Supermac's confident of beef in its burgers
Pat McDonagh: Burger sales at Supermac's have fallen by 10%
The results of a second round of tests carried out on Supermac’s beef burgers will be published later this week as the fast-food chain seeks to reassure customers that its products have not been contaminated with equine DNA.
Rangeland Foods has supplied Supermac’s with burgers for more than 30 years but earlier this week announced it had ceased production after a sample at its Monaghan processing plant tested positive for horse DNA.
The restaurant chain’s chief executive Pat McDonagh yesterday repeated his assurance that customers had never been sold burgers containing anything but beef although he admitted consumer confidence had been shaken by the scandal.
Mr McDonagh said the latest round of DNA tests were being carried out as a precaution and stressed that apart from “natural seasonings”, the only ingredient in the burgers sold by Supermac’s was Irish beef, which was fully traceable and approved by Bord Bia.
He said sales of beef burgers at Supermac’s had fallen by more than 10 per cent in the three weeks since horse DNA was found in burger meat produced at Irish processing plants. A significant number of customers were switching to alternatives to beef, he said.

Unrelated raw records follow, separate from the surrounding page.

//! # Initial Mapping
//!
//! Before any allocator exists, the page directory and the first page tables
//! are carved by hand from the bootstrap region. Paging is still off, so the
//! region is written through its physical addresses.
//!
//! ```text
//!  bootstrap region (physical)
//!  ┌──────────┬────────┬─────┬────────┬───────────────┬────────────────────┐
//!  │ directory│ table  │ ... │ (pool) │               │ kernel heap slice  │
//!  └──────────┴────────┴─────┴────────┴───────────────┴────────────────────┘
//!  ◄────────── paging area slice ──────────────────────►◄──── 128 KiB ──────►
//!              mapped at the paging window base              mapped at the heap base
//! ```
//!
//! Every page table the 16 MiB paging window needs is installed here, so
//! that backing more of the window later never needs a page table of its own.

use crate::BootstrapError;
use kernel_info::boot::KernelImage;
use kernel_info::memory::{
    INITIAL_KERNEL_HEAP_SIZE, INITIAL_PAGING_AREA_SIZE, KERNEL_HEAP_END, PAGE_SIZE,
    PAGING_AREA_SIZE,
};
use kernel_memory_addresses::{PhysicalAddress, Size4K, VirtualAddress};
use kernel_vmem::{L1Index, L2Index, Mmu, PageEntry, PageFlags, PageTable, PageTableFrame};

/// Where the bootstrap puts things.
#[derive(Debug, Copy, Clone, Eq, PartialEq)]
pub struct BootLayout {
    pub kernel: KernelImage,
    /// First page boundary past the kernel image.
    pub kernel_end: PhysicalAddress,
    /// Physical start of the bootstrap region.
    pub region: PhysicalAddress,
    pub paging_window: VirtualAddress,
    pub heap_start: VirtualAddress,
}

impl BootLayout {
    /// # Errors
    /// [`BootstrapError::Misaligned`] if `region` is not page aligned, and
    /// [`BootstrapError::KernelTooLarge`] if the windows do not fit below
    /// the heap end.
    pub fn new(kernel: KernelImage, region: PhysicalAddress) -> Result<Self, BootstrapError> {
        if !region.is_aligned::<Size4K>() {
            return Err(BootstrapError::Misaligned(region));
        }
        let kernel_end = kernel
            .end
            .align_up::<Size4K>()
            .ok_or(BootstrapError::KernelTooLarge)?;
        let paging_window = VirtualAddress::new(kernel_end.as_u32());
        let heap_start = paging_window
            .checked_add(PAGING_AREA_SIZE)
            .filter(|h| u64::from(h.as_u32()) + u64::from(INITIAL_KERNEL_HEAP_SIZE) <= u64::from(KERNEL_HEAP_END))
            .ok_or(BootstrapError::KernelTooLarge)?;

        Ok(Self {
            kernel,
            kernel_end,
            region,
            paging_window,
            heap_start,
        })
    }

    /// Physical start of the heap slice.
    #[must_use]
    pub fn heap_region(&self) -> PhysicalAddress {
        self.region + INITIAL_PAGING_AREA_SIZE
    }
}

/// Pages handed out front to back from a fixed range, zeroed.
pub struct BootstrapArena<'a, M: Mmu> {
    mmu: &'a M,
    base: PhysicalAddress,
    size: u32,
    offset: u32,
}

impl<'a, M: Mmu> BootstrapArena<'a, M> {
    #[must_use]
    pub const fn new(mmu: &'a M, base: PhysicalAddress, size: u32) -> Self {
        Self {
            mmu,
            base,
            size,
            offset: 0,
        }
    }

    /// The next page of the arena.
    ///
    /// # Errors
    /// [`BootstrapError::ArenaExhausted`] once the arena is used up.
    pub fn carve_page(&mut self) -> Result<PhysicalAddress, BootstrapError> {
        if self.offset + PAGE_SIZE > self.size {
            return Err(BootstrapError::ArenaExhausted(self.size / PAGE_SIZE));
        }
        let page = self.base + self.offset;
        self.offset += PAGE_SIZE;
        unsafe { self.mmu.zero_page(VirtualAddress::new(page.as_u32())) };
        Ok(page)
    }

    #[must_use]
    pub const fn used_pages(&self) -> u32 {
        self.offset / PAGE_SIZE
    }
}

/// The directory and page tables built before paging.
#[derive(Debug, Copy, Clone, Eq, PartialEq)]
pub struct InitialMapping {
    pub layout: BootLayout,
    /// The page directory, at the paging window base.
    pub directory: PageTableFrame,
    /// Pages of the paging area slice holding the directory and the tables.
    pub used_pages: u32,
}

impl InitialMapping {
    /// Where a page table carved during bootstrap is reachable once paging is on.
    #[must_use]
    pub fn table_virt(&self, table: PhysicalAddress) -> Option<VirtualAddress> {
        let offset = table.as_u32().checked_sub(self.layout.region.as_u32())?;
        (offset < self.used_pages * PAGE_SIZE).then(|| self.layout.paging_window + offset)
    }
}

struct Mapper<'a, M: Mmu> {
    mmu: &'a M,
    arena: BootstrapArena<'a, M>,
    directory: PhysicalAddress,
}

impl<M: Mmu> Mapper<'_, M> {
    fn at(&self, table: PhysicalAddress) -> &PageTable {
        unsafe { PageTable::at(self.mmu, VirtualAddress::new(table.as_u32())) }
    }

    fn table(&mut self, index: L2Index) -> Result<PhysicalAddress, BootstrapError> {
        let entry = self.at(self.directory).get(index.as_usize());
        if entry.present() {
            return Ok(entry.address().into());
        }
        let table = self.arena.carve_page()?;
        self.at(self.directory)
            .set(index.as_usize(), PageEntry::mapping(table, PageFlags::kernel_rw()));
        Ok(table)
    }

    fn map(&mut self, virt: VirtualAddress, phys: PhysicalAddress) -> Result<(), BootstrapError> {
        let table = self.table(L2Index::of(virt))?;
        let i = L1Index::of(virt).as_usize();
        if self.at(table).get(i).present() {
            return Err(BootstrapError::AlreadyMapped(virt));
        }
        self.at(table)
            .set(i, PageEntry::mapping(phys, PageFlags::kernel_rw()));
        Ok(())
    }

    fn map_range(
        &mut self,
        virt: VirtualAddress,
        phys: PhysicalAddress,
        size: u32,
    ) -> Result<(), BootstrapError> {
        for offset in (0..size).step_by(PAGE_SIZE as usize) {
            self.map(virt + offset, phys + offset)?;
        }
        Ok(())
    }
}

/// Build the page directory for the kernel image and the first slices of the
/// paging area and the kernel heap. Paging must still be off.
///
/// # Errors
/// [`BootstrapError`] if the layout is unusable or the paging area slice
/// cannot hold all page tables.
pub fn create_initial_mapping<M: Mmu>(
    mmu: &M,
    kernel: KernelImage,
    region: PhysicalAddress,
) -> Result<InitialMapping, BootstrapError> {
    debug_assert!(!mmu.paging_enabled());
    let layout = BootLayout::new(kernel, region)?;

    let mut arena = BootstrapArena::new(mmu, region, INITIAL_PAGING_AREA_SIZE);
    let directory = arena.carve_page()?;
    let mut mapper = Mapper {
        mmu,
        arena,
        directory,
    };

    // Identity map the kernel image.
    let image = kernel.start.align_down::<Size4K>();
    mapper.map_range(
        VirtualAddress::new(image.as_u32()),
        image,
        layout.kernel_end.as_u32() - image.as_u32(),
    )?;

    mapper.map_range(layout.paging_window, region, INITIAL_PAGING_AREA_SIZE)?;
    mapper.map_range(layout.heap_start, layout.heap_region(), INITIAL_KERNEL_HEAP_SIZE)?;

    let first = L2Index::of(layout.paging_window).as_usize();
    let last = L2Index::of(layout.paging_window + (PAGING_AREA_SIZE - 1)).as_usize();
    for i in first..=last {
        #[allow(clippy::cast_possible_truncation)]
        mapper.table(L2Index::new(i as u16))?;
    }

    let used_pages = mapper.arena.used_pages();
    log::debug!(
        "initial mapping: directory at {directory}, {} page tables, paging window at {}, heap at {}",
        used_pages - 1,
        layout.paging_window,
        layout.heap_start
    );

    Ok(InitialMapping {
        layout,
        directory: PageTableFrame {
            virt: layout.paging_window,
            phys: directory,
        },
        used_pages,
    })
}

However, he repeated his assertion that no contaminated meat had ever made its way into its outlets and expressed confidence that the latest round of DNA tests would be clear.
He described Supermac’s as a “very good customer” of Rangeland. “They know how important our custom is and how important sourcing Irish beef is to us. Our contracts are very substantial and I do not think they would want to do anything to endanger them.”